Several companies are coordinating their options to pressure DOD to back away from its single-award strategy for its massive JEDI cloud computing initiative.

The Defense Department is continuing to get pressure from industry to back away from its single-award strategy for its massive JEDI cloud computing initiative.

Bloomberg is reporting that several companies such as SAP America, General Dynamics, Red Hat and VMware are coordinating their options. Bloomberg cited emails it obtained as the source.

Amazon Web Services is considered the frontrunner for the award, but Microsoft is expected to mount a bid with its Azure offering and IBM announced its intention to pursue the $10 billion contract in early June.

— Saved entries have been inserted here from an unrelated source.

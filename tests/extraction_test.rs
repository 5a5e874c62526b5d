//! Few-shot stock extraction against a mock JSON-mode endpoint

use dashlm::client::{Client, Example, Extractor, Schema};
use dashlm::providers::{OpenAI, OpenAIConfig};
use dashlm::Error;
use pretty_assertions::assert_eq;
use serde_json::{json, Value};
use wiremock::matchers::{method, path};
use wiremock::{Mock, MockServer, ResponseTemplate};

const NEWS_A: &str = "【股票A市场表现强劲】2023年8月1日，股票A在今日交易中表现亮眼。该股票以10.00元开盘，随后价格稳步上涨，最终以10.50元收盘，全天涨幅达5%。成交量方面，股票A交投活跃，累计成交量为100万股，市场关注度较高。";

const NEWS_BANK: &str = "【银行板块整体回调】2024年6月3日，稳健银行股价出现调整。该股开盘价为8.75元，受市场整体情绪影响，早盘即承压下行，午后有所回升但力度有限成交量温和放大至210万股。";

fn stock_extractor() -> Extractor {
    let schema = Schema::new(["日期", "股票名称", "开盘价", "收盘价", "成交量"]).unwrap();
    Extractor::new(schema)
        .unwrap()
        .with_task("股票信息")
        .with_examples(vec![
            Example::new(
                "【科技龙头股逆势上扬】2024年3月15日，科技创新板明星企业华兴科技表现突出。该股开盘报25.80元，最终收于27.35元，涨幅5.98%。",
                json!({
                    "日期": "2024-03-15",
                    "股票名称": "华兴科技",
                    "开盘价": "25.80",
                    "收盘价": "27.35",
                    "成交量": "1085300"
                }),
            )
            .unwrap(),
            Example::new(
                "【新能源汽车板块遇冷回调】2024年4月8日，绿能动力股价承压下行。该股以42.60元低开，最终收报40.85元，跌幅达4.09%。成交量萎缩至45万股。",
                json!({
                    "日期": "2024-04-08",
                    "股票名称": "绿能动力",
                    "开盘价": "42.60",
                    "收盘价": "40.85",
                    "成交量": "450000"
                }),
            )
            .unwrap(),
        ])
}

async fn server_replying(content: &str) -> MockServer {
    let server = MockServer::start().await;
    Mock::given(method("POST"))
        .and(path("/v1/chat/completions"))
        .respond_with(ResponseTemplate::new(200).set_body_json(json!({
            "id": "chatcmpl-x",
            "model": "qwen3-max",
            "choices": [{
                "index": 0,
                "message": {"role": "assistant", "content": content},
                "finish_reason": "stop"
            }]
        })))
        .expect(1)
        .mount(&server)
        .await;
    server
}

fn client_for(server: &MockServer) -> Client<OpenAI> {
    let config = OpenAIConfig::dashscope("sk-test").with_base_url(format!("{}/v1", server.uri()));
    Client::new(OpenAI::from_config(config).unwrap())
}

async fn sent_body(server: &MockServer) -> Value {
    let requests = server.received_requests().await.unwrap();
    serde_json::from_slice(&requests[0].body).unwrap()
}

#[test_log::test(tokio::test)]
async fn test_extracts_prices_verbatim_and_volume_as_digits() {
    let server = server_replying(
        r#"{"日期":"2023-08-01","股票名称":"股票A","开盘价":"10.00","收盘价":"10.50","成交量":"100万股"}"#,
    )
    .await;
    let client = client_for(&server);

    let result = client.extract(&stock_extractor(), NEWS_A).await.unwrap();

    assert_eq!(result.get("日期"), Some("2023-08-01"));
    assert_eq!(result.get("开盘价"), Some("10.00"));
    assert_eq!(result.get("收盘价"), Some("10.50"));
    assert_eq!(result.get("成交量"), Some("1000000"));
}

#[test_log::test(tokio::test)]
async fn test_request_shape() {
    let server = server_replying(r#"{"日期":"2023-08-01"}"#).await;
    let client = client_for(&server);

    client.extract(&stock_extractor(), NEWS_A).await.unwrap();

    let body = sent_body(&server).await;
    assert_eq!(body["response_format"], json!({"type": "json_object"}));
    assert_eq!(body["model"], "qwen3-max");

    let messages = body["messages"].as_array().unwrap();
    assert_eq!(messages.len(), 2);
    assert_eq!(messages[0]["role"], "system");
    assert_eq!(messages[1]["role"], "user");

    let user = messages[1]["content"].as_str().unwrap();
    assert!(user.contains("输入：【科技龙头股逆势上扬】"));
    assert!(user.contains(r#""股票名称":"华兴科技""#));
    assert!(user.ends_with(NEWS_A));
}

#[test_log::test(tokio::test)]
async fn test_result_keys_are_exactly_the_schema() {
    let server = server_replying(
        r#"{"股票名称":"稳健银行","开盘价":"8.75","涨跌幅":"-0.5%","成交量":"210万股","收盘价":""}"#,
    )
    .await;
    let client = client_for(&server);

    let result = client.extract(&stock_extractor(), NEWS_BANK).await.unwrap();

    let keys: Vec<&str> = result.keys().collect();
    assert_eq!(keys, vec!["日期", "股票名称", "开盘价", "收盘价", "成交量"]);
    assert_eq!(result.get("收盘价"), None);
    assert_eq!(result.get("日期"), None);
    assert_eq!(result.get("成交量"), Some("2100000"));
    assert_eq!(
        result.to_json(),
        json!({
            "日期": "",
            "股票名称": "稳健银行",
            "开盘价": "8.75",
            "收盘价": "",
            "成交量": "2100000"
        })
    );
}

#[test_log::test(tokio::test)]
async fn test_non_json_reply_is_parse_error() {
    let server = server_replying("日期：2024-06-03，股票名称：稳健银行").await;
    let client = client_for(&server);

    let error = client.extract(&stock_extractor(), NEWS_BANK).await.unwrap_err();
    assert!(error.is_parse());
    assert!(matches!(error, Error::Parse { .. }));
}

#[test_log::test(tokio::test)]
async fn test_extractor_without_json_mode() {
    let server = server_replying(r#"{"股票名称":"稳健银行"}"#).await;
    let provider = OpenAI::from_config(
        OpenAIConfig::xunfei("k").with_base_url(format!("{}/v1", server.uri())),
    )
    .unwrap();

    let result = stock_extractor()
        .json_mode(false)
        .extract(&provider, NEWS_BANK)
        .await
        .unwrap();
    assert_eq!(result.get("股票名称"), Some("稳健银行"));

    let body = sent_body(&server).await;
    assert!(body.get("response_format").is_none());
    assert_eq!(body["model"], "xop3qwen1b7");
    assert_eq!(body["max_tokens"], 2048);
}
//! Streaming implementation for OpenAI-compatible services

use crate::http::ResponseStream;
use crate::openai::parser::OpenAIParser;
use crate::stream_utils::SseStream;
use dashlm_core::{Error, StreamEvent};
use futures::Stream;
use std::pin::Pin;
use std::task::{Context, Poll};

/// OpenAI-compatible streaming response
///
/// Yields a metadata event for the opening chunk, one content event per
/// non-empty delta and [`StreamEvent::Done`] for the `[DONE]` sentinel.
pub struct OpenAIStream {
    inner: SseStream<OpenAIParser>,
}

impl OpenAIStream {
    /// Create a new stream over a raw response body
    pub fn new(body: ResponseStream) -> Self {
        Self {
            inner: SseStream::new(body, OpenAIParser),
        }
    }
}

impl Stream for OpenAIStream {
    type Item = Result<StreamEvent, Error>;

    fn poll_next(mut self: Pin<&mut Self>, cx: &mut Context<'_>) -> Poll<Option<Self::Item>> {
        Pin::new(&mut self.inner).poll_next(cx)
    }
}
//! OpenAI-compatible provider implementation
//!
//! This module talks to any service exposing the OpenAI chat-completions
//! and embeddings endpoints, including DashScope compatible mode and the
//! iFlytek MaaS gateway. It implements the core `Provider` and
//! `EmbeddingProvider` traits using the converter/parser pipeline.

use crate::http::{create_headers, HttpClient, ReqwestClient};
use crate::openai::{
    config::OpenAIConfig, converter::OpenAIConverter, parser::OpenAIParser, stream::OpenAIStream,
};
use crate::traits::{RequestConverter, ResponseParser};
use crate::utils::provider_name;
use async_trait::async_trait;
use dashlm_core::{
    EmbeddingProvider, EmbeddingRequest, EmbeddingResponse, Error, Provider, Request, Response,
};
use reqwest::header::{HeaderMap, HeaderValue};
use std::sync::Arc;

/// Provider for OpenAI-compatible chat completions and embeddings
///
/// # Example
///
/// ```no_run
/// use dashlm_providers::OpenAI;
///
/// # fn example() -> Result<(), dashlm_core::Error> {
/// // DashScope compatible mode, key from DASHSCOPE_API_KEY
/// let provider = OpenAI::dashscope_from_env()?;
///
/// // Or with custom configuration and client
/// use dashlm_providers::openai::OpenAIConfig;
/// use dashlm_providers::http::ReqwestClient;
/// use std::sync::Arc;
///
/// let config = OpenAIConfig::new("your-api-key").with_base_url("http://localhost:8000/v1");
/// let provider = OpenAI::new(config, Arc::new(ReqwestClient::new()?));
/// # Ok(())
/// # }
/// ```
#[derive(Clone)]
pub struct OpenAI {
    client: Arc<dyn HttpClient>,
    config: OpenAIConfig,
    converter: OpenAIConverter,
    parser: OpenAIParser,
}

impl OpenAI {
    /// Create a new provider with the given configuration and client
    pub fn new(config: OpenAIConfig, client: Arc<dyn HttpClient>) -> Self {
        let converter = OpenAIConverter {
            default_model: config.default_model.clone(),
            default_parameters: config.default_parameters.clone(),
        };
        Self {
            client,
            config,
            converter,
            parser: OpenAIParser,
        }
    }

    /// Create a provider from a configuration with the default HTTP client
    pub fn from_config(config: OpenAIConfig) -> Result<Self, Error> {
        Ok(Self::new(config, Arc::new(ReqwestClient::new()?)))
    }

    /// Create a provider for api.openai.com with just an API key
    pub fn with_api_key(api_key: impl Into<String>) -> Result<Self, Error> {
        Self::from_config(OpenAIConfig::new(api_key))
    }

    /// Create a provider for DashScope compatible mode
    pub fn dashscope(api_key: impl Into<String>) -> Result<Self, Error> {
        Self::from_config(OpenAIConfig::dashscope(api_key))
    }

    /// DashScope compatible mode with the key read from the environment
    pub fn dashscope_from_env() -> Result<Self, Error> {
        Self::from_config(OpenAIConfig::dashscope_from_env())
    }

    /// iFlytek MaaS with key and URL read from the environment
    pub fn xunfei_from_env() -> Result<Self, Error> {
        Self::from_config(OpenAIConfig::xunfei_from_env())
    }

    /// The active configuration
    pub fn config(&self) -> &OpenAIConfig {
        &self.config
    }

    fn headers(&self) -> Result<HeaderMap, Error> {
        let mut extra = HeaderMap::new();
        if let Some(org) = &self.config.organization_id {
            let value = HeaderValue::from_str(org)
                .map_err(|e| Error::Configuration(format!("Invalid organization id: {}", e)))?;
            extra.insert("OpenAI-Organization", value);
        }
        create_headers(&self.config.api_key, Some(extra))
    }
}

#[async_trait]
impl Provider for OpenAI {
    type Stream = OpenAIStream;

    async fn request(&self, request: Request) -> Result<Response, Error> {
        let mut body = self.converter.convert_request(request).await?;
        body["stream"] = serde_json::json!(false);
        tracing::debug!(model = %body["model"], "chat completion request");

        let response = self
            .client
            .post(&self.config.chat_url(), self.headers()?, body)
            .await?;

        self.parser.parse_response(response).await
    }

    async fn stream(&self, request: Request) -> Result<Self::Stream, Error> {
        let mut body = self.converter.convert_request(request).await?;
        body["stream"] = serde_json::json!(true);
        tracing::debug!(model = %body["model"], "streaming chat completion request");

        let raw = self
            .client
            .post_stream(&self.config.chat_url(), self.headers()?, body)
            .await?;

        Ok(OpenAIStream::new(raw))
    }
}

#[async_trait]
impl EmbeddingProvider for OpenAI {
    fn name(&self) -> &str {
        "openai-compatible"
    }

    fn default_model(&self) -> &str {
        &self.config.embedding_model
    }

    async fn embed(&self, request: EmbeddingRequest) -> Result<EmbeddingResponse, Error> {
        if request.input.is_empty() {
            return Err(Error::Validation("No texts to embed".to_string()));
        }
        let url = self.config.embeddings_url();
        tracing::debug!(
            provider = %provider_name(&url),
            model = %request.model,
            texts = request.input.len(),
            "embedding request"
        );
        let body = self.converter.convert_embedding_request(&request);
        let value = self.client.post(&url, self.headers()?, body).await?;
        self.parser.parse_embeddings(value)
    }
}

Many across industry are opposed to the single-award approach. They say it will deny DOD access to innovation and there are concerns that a single cloud isn’t the best way host a broad range of systems and applications.

As sources have told me, one cloud doesn’t fit all applications. Some clouds are better at business processes and others are better at processing video data, for example.

But DOD is pushing for a single cloud because they are concerned about stove-piped systems. As evidence they have pointed to the more than 500 cloud initiatives underway across DOD.

What kind of pressure industry can exert on DOD to change JEDI remains to be seen. More effective pressure will likely come from Congress, which placed several reporting requirements on DOD to make sure it can justify to their satisfaction that a single award is the best approach.

DOD has slowed down the JEDI process in recent weeks. May came and went without a final request for proposals. Officials have continued to stand by a September award but that timeline seems highly unlikely.

Once the RFP is released, we may well see protests over the solicitation, which will slow the process and we’ll likely see protests after an award.

We’ll likely be deep into 2019 before a final JEDI award is in place.